Another Bicentennial

Yippee! It's another bicentennial, if your constitution can stand it. As everyone within reach of American TV has no doubt noticed, it was 200 years ago that 55 rich white men closeted themselves away in Philadelphia to devise our form of government.

In the course of the year, their work has been commemorated with rallies, parties, fireworks, and a rich array of merchandising scams. On the more serious side, there have been TV capsule reports reliving each day of the Constitutional Convention, documentaries on the evolution of the document, and an endless stream of journalistic head-scratching and throat-clearing about, ahem, "what-it-all-means." Some have even noted that the 200-year-old fight over the balance of power between the executive and legislative branches was refought this summer in the Iran- contra hearings.
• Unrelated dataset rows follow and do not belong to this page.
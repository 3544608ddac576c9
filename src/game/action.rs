use crate::error::{GameError, Result};

/// Uniform outcome of a controller operation
#[derive(Debug, Clone, PartialEq, Eq)]
pub struct ActionResult<T> {
    pub success: bool,
    pub payload: Option<T>,
    pub error: Option<GameError>,
}

impl<T> ActionResult<T> {
    pub fn ok(payload: T) -> Self {
        Self {
            success: true,
            payload: Some(payload),
            error: None,
        }
    }

    pub fn err(error: GameError) -> Self {
        Self {
            success: false,
            payload: None,
            error: Some(error),
        }
    }

    pub fn is_success(&self) -> bool {
        self.success
    }

    pub fn payload(&self) -> Option<&T> {
        self.payload.as_ref()
    }

    pub fn error(&self) -> Option<&GameError> {
        self.error.as_ref()
    }

    pub fn into_result(self) -> Result<T> {
        match (self.payload, self.error) {
            (_, Some(error)) => Err(error),
            (Some(payload), None) => Ok(payload),
            (None, None) => Err(GameError::UnknownError(
                "operation returned neither a payload nor an error".to_string(),
            )),
        }
    }
}

impl<T> From<Result<T>> for ActionResult<T> {
    fn from(result: Result<T>) -> Self {
        match result {
            Ok(payload) => Self::ok(payload),
            Err(error) => Self::err(error),
        }
    }
}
Meanwhile, the third branch of government has supplied a convenient constitutional news peg in the person of Supreme Court nominee Robert Bork. Bork is, of course, among those who ascribe immutable, metaphysical truth to the original manuscript of the Constitution and the inspired intent of its framers. In most cases this barely secularized version of the inerrancy doctrine seems also to enshrine the rather odd views of those 18th-century aristocrats regarding blacks, women, and men without property.
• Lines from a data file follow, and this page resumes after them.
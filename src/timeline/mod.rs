//! Linear move history with a cursor.
//!
//! The timeline stores every applied move together with the position it
//! produced. `cursor` is the index of the last applied entry, or -1 when
//! nothing is applied; entries past the cursor are available to redo until a
//! new move is recorded, which cuts them off.

use std::num::NonZeroUsize;
use std::time::{SystemTime, UNIX_EPOCH};

use serde::{Deserialize, Serialize};
use tracing::{debug, info, warn};

use crate::error::{GameError, Result};
use crate::oracle::LegalityOracle;
use crate::position::{compare_positions, PositionRecord};

mod entry;

pub use entry::TimelineEntry;

pub const DEFAULT_MAX_LENGTH: usize = 1000;

pub(crate) fn current_timestamp() -> i64 {
    SystemTime::now()
        .duration_since(UNIX_EPOCH)
        .map(|d| d.as_secs() as i64)
        .unwrap_or(0)
}

/// Counts over the retained entries
#[derive(Debug, Clone, Copy, Default, PartialEq, Eq, Serialize, Deserialize)]
pub struct TimelineStatistics {
    pub total_moves: usize,
    pub captures: usize,
    pub checks: usize,
    pub checkmates: usize,
    pub castles: usize,
    pub promotions: usize,
    pub en_passants: usize,
}

/// Serializable form of a [`Timeline`]. Entry timestamps are not carried.
#[derive(Debug, Clone, Serialize, Deserialize)]
pub struct TimelineSnapshot {
    pub starting_position: PositionRecord,
    pub entries: Vec<TimelineEntry>,
    pub cursor: isize,
    pub max_length: NonZeroUsize,
    pub created_at: i64,
    pub updated_at: i64,
}

impl PartialEq for TimelineSnapshot {
    fn eq(&self, other: &Self) -> bool {
        self.starting_position == other.starting_position
            && self.entries == other.entries
            && self.cursor == other.cursor
            && self.max_length == other.max_length
    }
}

#[derive(Debug, Clone)]
pub struct Timeline {
    starting: PositionRecord,
    entries: Vec<TimelineEntry>,
    /// Number of applied entries; the cursor is `applied - 1`
    applied: usize,
    max_length: NonZeroUsize,
    created_at: i64,
    updated_at: i64,
}

impl Timeline {
    pub fn new(starting: PositionRecord, max_length: NonZeroUsize) -> Self {
        let now = current_timestamp();
        Self {
            starting,
            entries: Vec::new(),
            applied: 0,
            max_length,
            created_at: now,
            updated_at: now,
        }
    }

    /// Timeline whose cursor sits on the last of `entries`. The entries are
    /// trusted to form a replay from `starting`; overflow is evicted as if
    /// each had been recorded in turn.
    pub fn from_entries(
        starting: PositionRecord,
        entries: Vec<TimelineEntry>,
        max_length: NonZeroUsize,
    ) -> Self {
        let mut timeline = Self::new(starting, max_length);
        for entry in entries {
            timeline.record(entry);
        }
        timeline
    }

    pub fn len(&self) -> usize {
        self.entries.len()
    }

    pub fn is_empty(&self) -> bool {
        self.entries.is_empty()
    }

    pub fn cursor(&self) -> isize {
        self.applied as isize - 1
    }

    pub fn can_undo(&self) -> bool {
        self.applied > 0
    }

    pub fn can_redo(&self) -> bool {
        self.applied < self.entries.len()
    }

    pub fn entries(&self) -> &[TimelineEntry] {
        &self.entries
    }

    pub fn applied_entries(&self) -> &[TimelineEntry] {
        &self.entries[..self.applied]
    }

    pub fn current_entry(&self) -> Option<&TimelineEntry> {
        self.applied_entries().last()
    }

    /// Algebraic tokens up to the cursor
    pub fn history(&self) -> Vec<String> {
        self.applied_entries()
            .iter()
            .map(|e| e.algebraic().to_string())
            .collect()
    }

    pub fn starting_position(&self) -> &PositionRecord {
        &self.starting
    }

    /// Stored position at the cursor
    pub fn current_position(&self) -> &PositionRecord {
        match self.current_entry() {
            Some(entry) => entry.position(),
            None => &self.starting,
        }
    }

    pub fn max_length(&self) -> NonZeroUsize {
        self.max_length
    }

    pub fn created_at(&self) -> i64 {
        self.created_at
    }

    pub fn updated_at(&self) -> i64 {
        self.updated_at
    }

    /// Append `entry` after the cursor, discarding any redo branch, then
    /// evict from the front if the timeline is over its maximum length.
    pub fn record(&mut self, entry: TimelineEntry) {
        if self.applied < self.entries.len() {
            debug!(
                "Discarding {} redo entries",
                self.entries.len() - self.applied
            );
            self.entries.truncate(self.applied);
        }

        self.entries.push(entry);
        self.applied += 1;

        let overflow = self.entries.len().saturating_sub(self.max_length.get());
        self.evict_front(overflow);
        self.touch();
    }

    /// Change the maximum length, shrinking the timeline to fit. Applied
    /// entries are evicted oldest first, but never past the cursor; any
    /// remaining excess comes off the redo end. The position at the cursor
    /// is unchanged.
    pub fn set_max_length(&mut self, max_length: NonZeroUsize) {
        self.max_length = max_length;
        let max = max_length.get();
        if self.entries.len() <= max {
            return;
        }

        let overflow = self.entries.len() - max;
        self.evict_front(overflow.min(self.applied));
        if self.entries.len() > max {
            debug!("Dropping {} redo entries", self.entries.len() - max);
            self.entries.truncate(max);
        }
        self.touch();
    }

    /// Drop the `count` oldest entries, which must all be applied
    fn evict_front(&mut self, count: usize) {
        if count == 0 {
            return;
        }
        // Replay must still work from the new first entry
        self.starting = self.entries[count - 1].position().clone();
        self.entries.drain(..count);
        self.applied -= count;
        debug!("Evicted {} oldest entries", count);
    }

    /// Step the cursor back one entry and replay. `Ok(None)` when nothing is
    /// applied.
    pub fn undo(&mut self, oracle: &dyn LegalityOracle) -> Result<Option<PositionRecord>> {
        if self.applied == 0 {
            return Ok(None);
        }
        self.move_cursor(oracle, self.applied - 1).map(Some)
    }

    /// Re-apply the entry after the cursor. `Ok(None)` when there is nothing
    /// to redo. The cursor does not move if the oracle refuses the move or
    /// lands somewhere other than the stored position.
    pub fn redo(&mut self, oracle: &dyn LegalityOracle) -> Result<Option<PositionRecord>> {
        let Some(entry) = self.entries.get(self.applied) else {
            return Ok(None);
        };
        let ply = self.applied + 1;

        let applied = oracle
            .apply_move(self.current_position(), &entry.resolved().coordinate())
            .map_err(|e| {
                warn!("Redo of ply {} rejected: {}", ply, e);
                GameError::ReplayDesync {
                    ply,
                    reason: e.to_string(),
                }
            })?;

        if !compare_positions(&applied.position, entry.position()) {
            warn!("Redo of ply {} reached a different position", ply);
            return Err(GameError::ReplayDesync {
                ply,
                reason: format!(
                    "{} produced {} instead of {}",
                    entry.coordinate(),
                    applied.position,
                    entry.position()
                ),
            });
        }

        self.applied += 1;
        self.touch();
        Ok(Some(applied.position))
    }

    /// Put the cursor at `index` (-1 for the starting position) and replay.
    /// `Ok(None)` when `index` is out of range.
    pub fn seek(
        &mut self,
        oracle: &dyn LegalityOracle,
        index: isize,
    ) -> Result<Option<PositionRecord>> {
        if index < -1 || index >= self.entries.len() as isize {
            return Ok(None);
        }
        self.move_cursor(oracle, (index + 1) as usize).map(Some)
    }

    /// The cursor is committed only after the replay to `applied` succeeds.
    fn move_cursor(&mut self, oracle: &dyn LegalityOracle, applied: usize) -> Result<PositionRecord> {
        let position = self.replay_to(oracle, applied)?;
        self.applied = applied;
        self.touch();
        Ok(position)
    }

    /// Replay every applied entry from the starting position.
    pub fn restore_position(&self, oracle: &dyn LegalityOracle) -> Result<PositionRecord> {
        self.replay_to(oracle, self.applied)
    }

    fn replay_to(&self, oracle: &dyn LegalityOracle, applied: usize) -> Result<PositionRecord> {
        let mut position = self.starting.clone();

        for (idx, entry) in self.entries[..applied].iter().enumerate() {
            let ply = idx + 1;
            let step = oracle
                .apply_move(&position, &entry.resolved().coordinate())
                .map_err(|e| {
                    warn!("Replay stopped at ply {}: {}", ply, e);
                    GameError::ReplayDesync {
                        ply,
                        reason: e.to_string(),
                    }
                })?;

            if !compare_positions(&step.position, entry.position()) {
                warn!("Replay diverged at ply {}", ply);
                return Err(GameError::ReplayDesync {
                    ply,
                    reason: format!(
                        "{} produced {} instead of {}",
                        entry.coordinate(),
                        step.position,
                        entry.position()
                    ),
                });
            }
            position = step.position;
        }

        Ok(position)
    }

    /// Drop every entry and return the starting position
    pub fn clear(&mut self) -> PositionRecord {
        info!("Clearing {} timeline entries", self.entries.len());
        self.entries.clear();
        self.applied = 0;
        self.touch();
        self.starting.clone()
    }

    pub fn serialize(&self) -> TimelineSnapshot {
        TimelineSnapshot {
            starting_position: self.starting.clone(),
            entries: self.entries.clone(),
            cursor: self.cursor(),
            max_length: self.max_length,
            created_at: self.created_at,
            updated_at: self.updated_at,
        }
    }

    /// Rebuild a timeline from a snapshot, replaying up to its cursor.
    /// Returns the timeline and the live position at the cursor.
    pub fn restore(
        snapshot: TimelineSnapshot,
        oracle: &dyn LegalityOracle,
    ) -> Result<(Timeline, PositionRecord)> {
        let len = snapshot.entries.len();
        if snapshot.cursor < -1 || snapshot.cursor >= len as isize {
            return Err(GameError::ReplayDesync {
                ply: 0,
                reason: format!(
                    "cursor {} is outside -1..={} for {} entries",
                    snapshot.cursor,
                    len as isize - 1,
                    len
                ),
            });
        }
        if len > snapshot.max_length.get() {
            return Err(GameError::ReplayDesync {
                ply: 0,
                reason: format!(
                    "{} entries exceed the maximum length {}",
                    len, snapshot.max_length
                ),
            });
        }

        let mut entries = snapshot.entries;
        for entry in &mut entries {
            entry.touch();
        }

        let timeline = Timeline {
            starting: snapshot.starting_position,
            entries,
            applied: (snapshot.cursor + 1) as usize,
            max_length: snapshot.max_length,
            created_at: snapshot.created_at,
            updated_at: snapshot.updated_at,
        };
        let position = timeline.restore_position(oracle)?;
        info!(
            "Restored timeline with {} entries at cursor {}",
            timeline.len(),
            timeline.cursor()
        );
        Ok((timeline, position))
    }

    pub fn statistics(&self) -> TimelineStatistics {
        let mut stats = TimelineStatistics {
            total_moves: self.entries.len(),
            ..TimelineStatistics::default()
        };

        for entry in &self.entries {
            let flags = entry.resolved().flags;
            stats.captures += usize::from(flags.capture);
            stats.castles += usize::from(flags.is_castle());
            stats.promotions += usize::from(flags.promotion);
            stats.en_passants += usize::from(flags.en_passant);
            stats.checks += usize::from(entry.is_check());
            stats.checkmates += usize::from(entry.is_checkmate());
        }

        stats
    }

    fn touch(&mut self) {
        self.updated_at = current_timestamp();
    }
}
Of course the ultimate Constitution story this year came from Philadelphia itself, where federal and local police undertook to infiltrate and monitor several groups who planned to exercise their rights to freedom of speech and assembly at a public bicentennial affair. On May 25, at the Independence Mall celebration of the convention's opening, National Park
Service police prevented anyone with protest signs or buttons from entering the square. In a subsequent lawsuit, the citizens groups charged that one woman, not part of an organized demonstration, was denied entry to the mall for wearing a "Free South Africa" button. The cop allegedly told her that only "Reagan people," or those without any signs or buttons, could assemble there.

A lawyer for the protesters called this "a case dripping with irony." It is that. But in a perverse sort of way, it's also an appropriate commemoration of the events of 1787.

Freedom of expression was not exactly foremost on the minds of the constitutional framers that summer. Contrary to much popular hoopla, the Bill of Rights wasn't part of the document they authored. To get the popular votes needed for ratification, constitutional proponents were forced to promise that a Bill of Rights would be enacted by the first Congress.

In fact, subduing the people's impulse toward democratic expression was higher in the framers' priorities. Here, for relief from the "World According to Exxon" view of history, we must turn to Howard Zinn's indispensable book A People's History of the United States (Harper & Row, 1980). As Zinn reminds us, the impetus for a constitution came almost exclusively from the wealthy classes—bankers, traders, manufacturers, and slaveholders. These patriotic stalwarts felt the need for a strong central government to protect their interests from the rabble of peasants and debtors.

FROM INDEPENDENCE TO 1787, America was ruled under the Articles of Confederation, which left most significant powers to the several states. The central government was incapable of levying taxes or tariffs, enforcing the return of runaway slaves, or suppressing revolts by slaves or impoverished farmers. According to Zinn, "By 1787 there was not only a positive need for strong central government to protect the
large economic interests, but also immediate fear of rebellion by discontented farmers. The chief event causing this fear was an uprising in the summer of 1786 in western Massachusetts known as Shays' Rebellion."

In the course of that uprising, named for its leader Daniel Shays, hundreds of farmers, most of them veterans of the Revolutionary War, took up arms to prevent the courts from seizing the property of debtors. They overwhelmed local militias, many of whose members deserted to the farmers' cause. The revolt spread into scattered battles between farmers and the militias that went on well into the winter of 1786. Finally, Boston business interests raised money for a private army to suppress the uprising.

Thomas Jefferson, who was away as ambassador to Paris during this period, wrote of Shays' Rebellion, "I hold it that a little rebellion now and then is a good thing....a medicine necessary for the sound health of government." But his fellow Virginian James Madison was not so sympathetic. In The Federalist Papers, Madison argued for the proposed constitution's strong central government as insurance against a "rage for paper money, for an abolition of debts, for an equal division of property, or for any other improper or wicked project." Elsewhere in the Papers, Madison argued for the virtue of a single republic spread over a huge geographic area, saying that in "an extensive republic it will be more difficult for all who feel it to discover their own strength, and to act in unison with each other."

As best as I can tell, the bicentennial of Shays' Rebellion went uncommemorated. But it's never too late for good Americans to discover their own strength and act in unison with each other for a more equal division of property and other such "wicked" projects.

Danny Duncan Collum is a Sojourners contributing editor.